My child sees her self as the “enforcer.” Really she is the defender. Any underdog, any where, is a cause for her concern. On this day that played out on the soccer field.
But I didn’t see it. What I saw instead was one droopy, white Mother’s Day flower which walked in with my sweaty but pleased daughter. The flower is a tradition with the Bobcats. Hand it to their big-hearted coach who makes sure the mother’s are recognized on their special day – which is always a travel team’s soccer day because it falls on a Sunday mid-May. He arrives with a dozen and a half and the players distribute them to their moms in the stands before play begins.
Of course, I wasn’t in the stands. I was in the pews. So my flower waited to greet me some hours later, droopy but not yet dead. My daughter and I both laughed as I got out the vase and stuffed it in, hoping the neck would be support enough for its fragile stem. But no, it drooped sadly.
Have no fear, Olivia to the rescue. Toothpicks, tape, twist-ties and a bit of ingenuity later, she has the stem stabilized and the droop managed.

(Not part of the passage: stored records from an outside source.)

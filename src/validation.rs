use std::sync::Arc;

use thiserror::Error;
use tokenizers::Tokenizer;
use tracing::{info_span, instrument, Span};

use crate::{
    config::{CacheConfig, SchedulerPolicy},
    types::{GenerateParameters, GenerateRequest, Prompt, DEFAULT_MAX_NEW_TOKENS},
};

/// Validated sampling and stopping parameters, with defaults applied.
#[derive(Clone, Debug, PartialEq)]
pub struct SamplingParams {
    /// Maximum number of tokens to generate
    pub max_new_tokens: usize,
    /// End-of-sequence token id; `None` disables the stop-token check
    pub end_id: Option<u32>,
    /// Padding token id
    pub pad_id: Option<u32>,
    /// Sampling temperature
    pub temperature: f32,
    /// Top-k filtering; 0 disables it
    pub top_k: u32,
    /// Nucleus sampling mass
    pub top_p: f32,
    /// Random sampling seed
    pub random_seed: Option<u64>,
}

/// A canonical, validated generation request, ready to enter the scheduler
/// core. The prompt is fixed once issued.
#[derive(Clone, Debug)]
pub struct ValidGenerateRequest {
    /// The tokenized prompt
    pub prompt_token_ids: Vec<u32>,
    /// Validated sampling parameters
    pub params: SamplingParams,
    /// Whether partial outputs are streamed per step
    pub streaming: bool,
}

/// `Validation` - resolves incoming [`GenerateRequest`]s into the single
/// canonical representation consumed by the scheduler, rejecting requests the
/// serving instance can never satisfy.
#[derive(Clone, Debug)]
pub struct Validation {
    /// Pool block size, in token positions
    block_size: usize,
    /// Total number of pool blocks
    num_blocks: usize,
    /// Admission policy, which determines the capacity check
    policy: SchedulerPolicy,
    /// Optional tokenizer for text prompts
    tokenizer: Option<Arc<Tokenizer>>,
    /// Tracing span
    span: Span,
}

impl Validation {
    /// Constructor
    pub fn new(
        cache_config: &CacheConfig,
        policy: SchedulerPolicy,
        tokenizer: Option<Arc<Tokenizer>>,
    ) -> Self {
        Self {
            block_size: cache_config.block_size(),
            num_blocks: cache_config.num_blocks(),
            policy,
            tokenizer,
            span: info_span!("validation"),
        }
    }

    /// Validates a [`GenerateRequest`] into a [`ValidGenerateRequest`].
    ///
    /// Capacity is checked against the whole pool: a request whose prompt (or,
    /// under `GuaranteedNoEvict`, whose worst-case prompt plus generation
    /// length) exceeds the total pool capacity is rejected here and never
    /// enters the pending queue.
    #[instrument(skip_all)]
    pub fn validate(
        &self,
        request: GenerateRequest,
    ) -> Result<ValidGenerateRequest, ValidationError> {
        let _enter = self.span.enter();

        let prompt_token_ids = self.tokenize(request.prompt)?;
        if prompt_token_ids.is_empty() {
            return Err(ValidationError::EmptyPrompt);
        }

        let params = self.validate_parameters(request.parameters)?;

        // Worst-case number of blocks this request can ever hold. Under
        // `MaxUtilization` a request only needs its prompt plus one generated
        // token to make progress; under `GuaranteedNoEvict` admission assumes
        // the full generation length.
        let worst_case_tokens = match self.policy {
            SchedulerPolicy::MaxUtilization => prompt_token_ids.len() + 1,
            SchedulerPolicy::GuaranteedNoEvict => prompt_token_ids.len() + params.max_new_tokens,
        };
        let worst_case_blocks = worst_case_tokens.div_ceil(self.block_size);
        if worst_case_blocks > self.num_blocks {
            return Err(ValidationError::PromptTooLong {
                needed_blocks: worst_case_blocks,
                total_blocks: self.num_blocks,
            });
        }

        Ok(ValidGenerateRequest {
            prompt_token_ids,
            params,
            streaming: request.streaming,
        })
    }

    /// Resolves the prompt into token ids, encoding text prompts with the
    /// supplied tokenizer.
    fn tokenize(&self, prompt: Prompt) -> Result<Vec<u32>, ValidationError> {
        match prompt {
            Prompt::Tokens(token_ids) => Ok(token_ids),
            Prompt::Text(text) => {
                let tokenizer = self
                    .tokenizer
                    .as_ref()
                    .ok_or(ValidationError::MissingTokenizer)?;
                let encoding = tokenizer
                    .encode(text, false)
                    .map_err(|e| ValidationError::Tokenizer(e.to_string()))?;
                Ok(encoding.get_ids().to_vec())
            }
        }
    }

    /// Applies defaults and range checks to the sampling parameters.
    fn validate_parameters(
        &self,
        parameters: GenerateParameters,
    ) -> Result<SamplingParams, ValidationError> {
        let GenerateParameters {
            max_new_tokens,
            end_id,
            pad_id,
            temperature,
            top_k,
            top_p,
            random_seed,
        } = parameters;

        let max_new_tokens = max_new_tokens.unwrap_or(DEFAULT_MAX_NEW_TOKENS);
        if max_new_tokens == 0 {
            return Err(ValidationError::InvalidMaxNewTokens);
        }

        let temperature = temperature.unwrap_or(1.0);
        if temperature <= 0.0 {
            return Err(ValidationError::InvalidTemperature(temperature));
        }

        let top_p = top_p.unwrap_or(1.0);
        if top_p <= 0.0 || top_p > 1.0 {
            return Err(ValidationError::InvalidTopP(top_p));
        }

        Ok(SamplingParams {
            max_new_tokens,
            end_id,
            pad_id: pad_id.or(end_id),
            temperature,
            top_k: top_k.unwrap_or(0),
            top_p,
            random_seed,
        })
    }
}

#[derive(Debug, Error)]
pub enum ValidationError {
    #[error("Prompt is empty")]
    EmptyPrompt,
    #[error("Request can never be satisfied: needs `{needed_blocks}` blocks, pool holds `{total_blocks}`")]
    PromptTooLong {
        needed_blocks: usize,
        total_blocks: usize,
    },
    #[error("`max_new_tokens` must be at least 1")]
    InvalidMaxNewTokens,
    #[error("`temperature` must be strictly positive, got `{0}`")]
    InvalidTemperature(f32),
    #[error("`top_p` must lie in (0, 1], got `{0}`")]
    InvalidTopP(f32),
    #[error("Text prompts require a tokenizer, none was supplied")]
    MissingTokenizer,
    #[error("Tokenizer error: `{0}`")]
    Tokenizer(String),
}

She learned this, she says, from her paternal grandfather who was a renowned Bonsai expert.
Next day, wouldn’t you know, the little lady is standing up almost straight. There, stabilized by a splint, wrapped with twist-ties, my flower beams happy Mother’s Day to me. And I beam back. It looks so like the newly repaired knees of the young women athletes I dearly love to train. Fragile to look at but so strong on the inside. A bit of special attention and they spring back to life.
This morning, my Mother’s Day flower greets me with yet another expression. Its pedals spread wide, so pleased to be beautiful, it is hugging me hello. Or maybe thank you. But probably, “Look out world, here I come!”
Never underestimate a rose. Or a child with a mind and heart to rescue.